Il y a sans doute une part de vrai – et probablement un peu de faux – dans chacune de ces différentes appréciations de l’accord.

Il est cela dit un fait que la fiscalité des multinationales est entrée – encore plus profondément depuis la réunion de juillet du G 20 – dans la nouvelle ère provoquée par « BEPS », ce projet d‘envergure décidé après la crise de 2007-2009 qui a depuis modernisé, réformé et ne cesse de transformer les règles de la fiscalité des grandes entreprises (nouvelles règles du lien, plafonnement de la déductibilité des intérêts d’emprunt, échanges automatiques d’informations, encadrement des prix de transfert, etc.).

La chose curieuse – et intrigante – est que le plan BEPS, qui entendait lutter contre les pratiques fiscales dommageables, ne semble pas avoir été synonyme d‘une explosion de rentrées fiscales au titre de l’impôt sur les sociétés dans les pays de l’OCDE.

De 2,7% du PIB en 2015 (année de finalisation du plan BEPS), les recettes fiscales au titre de l’imposition des bénéfices sont passées dans les pays de l’OCDE à 3,1% en 2019 ; au niveau du G7, elles sont restées stables autour de 2,5% du PIB. Une partie de l’explication se trouve peut-être dans le fait que le plan BEPS n’a été que progressivement déployé ; une autre partie se cache dans le fait qu’entre 2015 et 2019 la majorité des pays de l’OCDE ont réduit leur taux d’impôt sur les sociétés.

Les piliers 1 et 2 récemment négociés, qui constituent « les changements les plus importants aux règles fiscales internationales depuis un siècle », ne devraient que marginalement changer la donne, d’autant plus que depuis 2019 certains pays ont mis en place des crédits d’impôt de nature à éroder le rendement de l’impôt sur les sociétés.

Les évaluations officielles font état de recettes supplémentaires de l’ordre de 175 milliards de dollars au titre des piliers 1 et 2 (soit environ 0,3% du PIB de l’OCDE) à partager bien au-delà des seuls pays de l’OCDE.

L’impact global sur les finances publiques de BEPS et de ses proches cousins (piliers 1 et 2) apparaissent ainsi comme étant plutôt faibles, quoique non-uniformes entre petits et grands pays. Sauf que plus que traduire un manque d’ambition en la matière de la part du G20, l’apparente faiblesse du surcroît de recettes fiscales tendrait plutôt à confirmer que l’impôt sur les sociétés est globalement un impôt du passé et dépassé dont la finalité est peut-être de tendre vers un rendement nul.
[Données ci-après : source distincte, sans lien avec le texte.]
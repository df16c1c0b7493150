//! Command-line arguments.

use std::path::PathBuf;
use std::time::Duration;

use clap::{Args, Parser, Subcommand, ValueEnum};
use scholar_rag::RetrieverConfig;

use crate::telemetry::LogFormat;

#[derive(Debug, Parser)]
#[command(name = "scholar")]
#[command(about = "Ask questions about your study notes")]
#[command(version)]
pub struct Cli {
    /// Increase log verbosity (-v info, -vv debug, -vvv trace). RUST_LOG overrides.
    #[arg(short, long, action = clap::ArgAction::Count, global = true)]
    pub verbose: u8,

    /// Log line format.
    #[arg(long, value_enum, default_value_t = LogFormat::Text, global = true)]
    pub log_format: LogFormat,

    #[command(subcommand)]
    pub command: Command,
}

#[derive(Debug, Subcommand)]
pub enum Command {
    /// Ingest documents and print the passages retrieved for one question
    Ask {
        #[command(flatten)]
        retrieval: RetrievalArgs,

        /// Question to ask
        #[arg(short, long)]
        question: String,

        /// Print the result as JSON
        #[arg(long)]
        json: bool,
    },
    /// Ingest documents, then ask questions interactively
    Chat {
        #[command(flatten)]
        retrieval: RetrievalArgs,
    },
}

/// Which embedding backend to use.
#[derive(Debug, Clone, Copy, Default, PartialEq, Eq, ValueEnum)]
pub enum EmbedderKind {
    /// Offline feature-hashing embedder
    #[default]
    Hashing,
    /// OpenAI embeddings API (requires the `openai` feature and OPENAI_API_KEY)
    Openai,
}

#[derive(Debug, Clone, Args)]
pub struct RetrievalArgs {
    /// Documents to ingest (plain-text formats; others are skipped)
    #[arg(short, long = "doc", required = true, num_args = 1..)]
    pub docs: Vec<PathBuf>,

    /// Embedding backend
    #[arg(long, value_enum, default_value_t = EmbedderKind::Hashing, env = "SCHOLAR_EMBEDDER")]
    pub embedder: EmbedderKind,

    /// Embedding model (OpenAI only)
    #[arg(long, env = "SCHOLAR_EMBEDDING_MODEL")]
    pub model: Option<String>,

    /// Embedding dimensions (hash buckets, or OpenAI output truncation)
    #[arg(long, env = "SCHOLAR_DIMENSIONS")]
    pub dimensions: Option<usize>,

    /// Maximum words per chunk
    #[arg(long, default_value_t = scholar_rag::DEFAULT_MAX_WORDS, env = "SCHOLAR_MAX_WORDS")]
    pub max_words: usize,

    /// Number of passages to retrieve
    #[arg(short = 'k', long, default_value_t = 3, env = "SCHOLAR_TOP_K")]
    pub top_k: usize,

    /// Drop passages scoring below this cosine similarity
    #[arg(long, env = "SCHOLAR_MIN_SCORE")]
    pub min_score: Option<f32>,

    /// Chunk texts per embedding request
    #[arg(long, default_value_t = 16, env = "SCHOLAR_EMBED_BATCH_SIZE")]
    pub embed_batch_size: usize,

    /// Embedding requests in flight during ingest
    #[arg(long, default_value_t = 4, env = "SCHOLAR_EMBED_CONCURRENCY")]
    pub embed_concurrency: usize,

    /// Seconds before an embedding request is abandoned
    #[arg(long, default_value_t = 30, env = "SCHOLAR_EMBED_TIMEOUT_SECS")]
    pub embed_timeout_secs: u64,
}

impl RetrievalArgs {
    /// Build and validate the retriever configuration.
    pub fn config(&self) -> scholar_rag::Result<RetrieverConfig> {
        let mut builder = RetrieverConfig::builder()
            .max_words(self.max_words)
            .top_k(self.top_k)
            .embed_batch_size(self.embed_batch_size)
            .embed_concurrency(self.embed_concurrency)
            .embed_timeout(Duration::from_secs(self.embed_timeout_secs));
        if let Some(min_score) = self.min_score {
            builder = builder.min_score(min_score);
        }
        builder.build()
    }
}
//! Plain-text document source.
//!
//! Reads files into [`Document`]s for ingestion. Only plain-text formats are
//! decoded; anything else, including files that are not valid UTF-8, becomes
//! a document carrying [`UNSUPPORTED_CONTENT`], which the retriever skips.

use std::path::Path;

use anyhow::Context as _;
use scholar_rag::{Document, UNSUPPORTED_CONTENT};
use tracing::warn;

/// File extensions read as UTF-8 text (compared case-insensitively).
pub const PLAIN_TEXT_EXTENSIONS: &[&str] = &["txt", "md", "markdown", "rst", "csv", "log"];

/// The document id for a path: its file name.
pub fn document_id(path: &Path) -> String {
    path.file_name()
        .map(|name| name.to_string_lossy().into_owned())
        .unwrap_or_else(|| path.display().to_string())
}

fn is_plain_text(path: &Path) -> bool {
    path.extension().and_then(|ext| ext.to_str()).is_some_and(|ext| {
        PLAIN_TEXT_EXTENSIONS.iter().any(|known| known.eq_ignore_ascii_case(ext))
    })
}

/// Read `path` into a [`Document`] keyed by [`document_id`].
///
/// # Errors
///
/// Fails only if the file cannot be read at all.
pub fn read_document(path: &Path) -> anyhow::Result<Document> {
    let id = document_id(path);
    if !is_plain_text(path) {
        warn!(path = %path.display(), "unsupported file type, skipping content");
        return Ok(Document::new(id, UNSUPPORTED_CONTENT));
    }

    let bytes = std::fs::read(path).with_context(|| format!("failed to read {}", path.display()))?;
    match String::from_utf8(bytes) {
        Ok(text) => Ok(Document::new(id, text)),
        Err(_) => {
            warn!(path = %path.display(), "file is not valid UTF-8, skipping content");
            Ok(Document::new(id, UNSUPPORTED_CONTENT))
        }
    }
}

#[cfg(test)]
mod tests {
    use super::*;
    use std::fs;

    #[test]
    fn reads_plain_text_files() {
        let temp = tempfile::tempdir().unwrap();
        let path = temp.path().join("Biology.MD");
        fs::write(&path, "# Cells\nCells divide.").unwrap();

        let document = read_document(&path).unwrap();
        assert_eq!(document.id, "Biology.MD");
        assert_eq!(document.text, "# Cells\nCells divide.");
    }

    #[test]
    fn other_formats_become_the_sentinel() {
        let temp = tempfile::tempdir().unwrap();
        let pdf = temp.path().join("slides.pdf");
        fs::write(&pdf, b"%PDF-1.7").unwrap();
        assert_eq!(read_document(&pdf).unwrap().text, UNSUPPORTED_CONTENT);

        let binary = temp.path().join("dump.txt");
        fs::write(&binary, [0xff, 0xfe, 0x00]).unwrap();
        assert!(read_document(&binary).unwrap().is_unavailable());
    }

    #[test]
    fn missing_file_is_an_error() {
        let temp = tempfile::tempdir().unwrap();
        assert!(read_document(&temp.path().join("absent.txt")).is_err());
    }
}
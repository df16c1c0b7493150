//! Interactive question loop for `scholar chat`.

use std::path::PathBuf;

use rustyline::DefaultEditor;
use rustyline::error::ReadlineError;
use tracing::warn;

use crate::session::{Session, render_context, render_reports};

const HELP: &str = "\
Commands:
  /add <path>...  ingest more documents
  /stats          show how many chunks are indexed
  /help           show this message
  /quit           leave
Anything else is treated as a question.";

/// One line of chat input.
#[derive(Debug, Clone, PartialEq, Eq)]
pub enum Input {
    Question(String),
    Add(Vec<PathBuf>),
    Stats,
    Help,
    Quit,
    Empty,
    Unknown(String),
}

impl Input {
    /// Parse a line typed at the prompt.
    pub fn parse(line: &str) -> Self {
        let line = line.trim();
        if line.is_empty() {
            return Self::Empty;
        }
        let Some(command) = line.strip_prefix('/') else {
            return Self::Question(line.to_string());
        };

        let mut words = command.split_whitespace();
        match words.next().unwrap_or_default() {
            "quit" | "exit" | "q" => Self::Quit,
            "stats" => Self::Stats,
            "help" | "?" => Self::Help,
            "add" => Self::Add(words.map(PathBuf::from).collect()),
            other => Self::Unknown(other.to_string()),
        }
    }
}

/// Run the prompt until `/quit`, Ctrl-D or Ctrl-C.
pub async fn run(session: &mut Session) -> anyhow::Result<()> {
    let mut editor = DefaultEditor::new()?;
    println!("{} chunk(s) indexed. Type /help for commands.", session.chunk_count().await);

    loop {
        let line = match editor.readline("scholar> ") {
            Ok(line) => line,
            Err(ReadlineError::Interrupted | ReadlineError::Eof) => break,
            Err(e) => return Err(e.into()),
        };
        let _ = editor.add_history_entry(line.as_str());

        match Input::parse(&line) {
            Input::Empty => {}
            Input::Quit => break,
            Input::Help => println!("{HELP}"),
            Input::Stats => println!("{} chunk(s) indexed", session.chunk_count().await),
            Input::Unknown(name) => println!("unknown command /{name}; type /help"),
            Input::Add(paths) if paths.is_empty() => println!("usage: /add <path>..."),
            Input::Add(paths) => match session.ingest_paths(&paths).await {
                Ok(reports) => println!("{}", render_reports(&reports)),
                Err(e) => {
                    warn!(error = %e, "ingest from prompt failed");
                    println!("error: {e:#}");
                }
            },
            Input::Question(question) => match session.ask(&question).await {
                Ok(context) => println!("{}", render_context(&context)),
                Err(e) => {
                    warn!(error = %e, "question failed");
                    println!("error: {e:#}");
                }
            },
        }
    }
    Ok(())
}
//! Configuration for the retriever.

use std::time::Duration;

use serde::{Deserialize, Serialize};

use crate::chunking::DEFAULT_MAX_WORDS;
use crate::error::{RagError, Result};

/// Configuration parameters for the [`Retriever`](crate::Retriever).
#[derive(Debug, Clone, Serialize, Deserialize, PartialEq)]
pub struct RetrieverConfig {
    /// Maximum chunk size in words.
    pub max_words: usize,
    /// Number of passages returned when the caller does not choose one.
    pub top_k: usize,
    /// Minimum similarity score for results. `None` keeps every match.
    pub min_score: Option<f32>,
    /// Number of chunk texts sent to the embedder per batch during ingest.
    pub embed_batch_size: usize,
    /// Maximum number of embedding batches in flight during ingest.
    pub embed_concurrency: usize,
    /// Upper bound on a single embedder call.
    pub embed_timeout: Duration,
}

impl Default for RetrieverConfig {
    fn default() -> Self {
        Self {
            max_words: DEFAULT_MAX_WORDS,
            top_k: 3,
            min_score: None,
            embed_batch_size: 16,
            embed_concurrency: 4,
            embed_timeout: Duration::from_secs(30),
        }
    }
}

impl RetrieverConfig {
    /// Create a new builder for constructing a [`RetrieverConfig`].
    pub fn builder() -> RetrieverConfigBuilder {
        RetrieverConfigBuilder::default()
    }

    /// Check that all parameters are usable.
    ///
    /// # Errors
    ///
    /// Returns [`RagError::ConfigError`] if:
    /// - `max_words`, `top_k`, `embed_batch_size` or `embed_concurrency` is zero
    /// - `embed_timeout` is zero
    /// - `min_score` is outside `[-1, 1]`
    pub fn validate(&self) -> Result<()> {
        let counts = [
            ("max_words", self.max_words),
            ("top_k", self.top_k),
            ("embed_batch_size", self.embed_batch_size),
            ("embed_concurrency", self.embed_concurrency),
        ];
        for (field, value) in counts {
            if value == 0 {
                return Err(RagError::ConfigError(format!("{field} must be greater than zero")));
            }
        }
        if self.embed_timeout.is_zero() {
            return Err(RagError::ConfigError("embed_timeout must be non-zero".to_string()));
        }
        if let Some(min_score) = self.min_score {
            if !(-1.0..=1.0).contains(&min_score) {
                return Err(RagError::ConfigError(format!(
                    "min_score ({min_score}) must be within [-1, 1]"
                )));
            }
        }
        Ok(())
    }
}

/// Builder for constructing a validated [`RetrieverConfig`].
#[derive(Debug, Clone, Default)]
pub struct RetrieverConfigBuilder {
    config: RetrieverConfig,
}

impl RetrieverConfigBuilder {
    /// Set the maximum chunk size in words.
    pub fn max_words(mut self, max_words: usize) -> Self {
        self.config.max_words = max_words;
        self
    }

    /// Set the default number of passages to return.
    pub fn top_k(mut self, k: usize) -> Self {
        self.config.top_k = k;
        self
    }

    /// Drop results scoring below `min_score`.
    pub fn min_score(mut self, min_score: f32) -> Self {
        self.config.min_score = Some(min_score);
        self
    }

    /// Set how many chunk texts are embedded per request.
    pub fn embed_batch_size(mut self, size: usize) -> Self {
        self.config.embed_batch_size = size;
        self
    }

    /// Set how many embedding requests may run at once during ingest.
    pub fn embed_concurrency(mut self, limit: usize) -> Self {
        self.config.embed_concurrency = limit;
        self
    }

    /// Set the timeout applied to every embedder call.
    pub fn embed_timeout(mut self, timeout: Duration) -> Self {
        self.config.embed_timeout = timeout;
        self
    }

    /// Build the [`RetrieverConfig`], validating that parameters are consistent.
    ///
    /// # Errors
    ///
    /// See [`RetrieverConfig::validate`].
    pub fn build(self) -> Result<RetrieverConfig> {
        self.config.validate()?;
        Ok(self.config)
    }
}
use std::{env, path::PathBuf, sync::Once};

use dirs::home_dir;

static TRACING_INIT: Once = Once::new();

const DEFAULT_DIR_NAME: &str = ".expense_ledger";
const CONFIG_FILE: &str = "config.json";
const DEFAULT_DIRECTIVE: &str = "expense_ledger=info";

/// Initializes the global tracing subscriber with sensible defaults.
pub fn init_tracing() -> bool {
    init_tracing_with(None)
}

/// Initializes tracing, adding `directive` on top of `RUST_LOG` when provided.
///
/// Only the first call in a process configures the subscriber; it returns `true`
/// and later calls return `false` without touching the filter.
pub fn init_tracing_with(directive: Option<&str>) -> bool {
    let mut first = false;
    TRACING_INIT.call_once(|| {
        use tracing_subscriber::{fmt, EnvFilter};

        first = true;
        let mut filter = EnvFilter::from_default_env();
        let mut rejected = Vec::new();
        for raw in std::iter::once(DEFAULT_DIRECTIVE).chain(directive) {
            match raw.parse() {
                Ok(parsed) => filter = filter.add_directive(parsed),
                Err(err) => rejected.push((raw.to_string(), err)),
            }
        }

        if let Err(err) = fmt().with_env_filter(filter).try_init() {
            tracing::debug!(error = %err, "global subscriber already installed");
        }
        for (raw, err) in rejected {
            tracing::warn!(directive = %raw, error = %err, "ignoring invalid log directive");
        }
    });
    first
}

/// Returns the application-specific data directory, defaulting to `~/.expense_ledger`.
pub fn app_data_dir() -> PathBuf {
    if let Some(custom) = env::var_os("EXPENSE_LEDGER_HOME") {
        return PathBuf::from(custom);
    }
    home_dir()
        .unwrap_or_else(|| PathBuf::from("."))
        .join(DEFAULT_DIR_NAME)
}

/// Path to the configuration file inside `base`.
pub fn config_file_in(base: &std::path::Path) -> PathBuf {
    base.join(CONFIG_FILE)
}

#[cfg(test)]
mod tests {
    use super::*;

    #[test]
    fn config_file_lives_under_base() {
        let base = PathBuf::from("/tmp/ledger-home");
        assert_eq!(config_file_in(&base), base.join("config.json"));
    }

    #[test]
    fn only_first_init_configures_tracing() {
        init_tracing_with(Some("expense_ledger=debug"));
        assert!(!init_tracing());
        assert!(!init_tracing_with(Some("expense_ledger=trace")));
    }
}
L’Irlande qui a envisagé de mettre en place un fonds pour les mauvais jours (National Surplus Exceptional Contingencies Reserve Fund) qui sanctuariserait une fraction des recettes « exceptionnelles » tirées de l’IS semble penser cela ; la France qui a décidé de réduire son taux d’IS de 33,3% à 25% entre 2017 et 2022 pour un coût comparable à ce que devrait rapporter à « Bercy » le déploiement des piliers 1 et 2 également.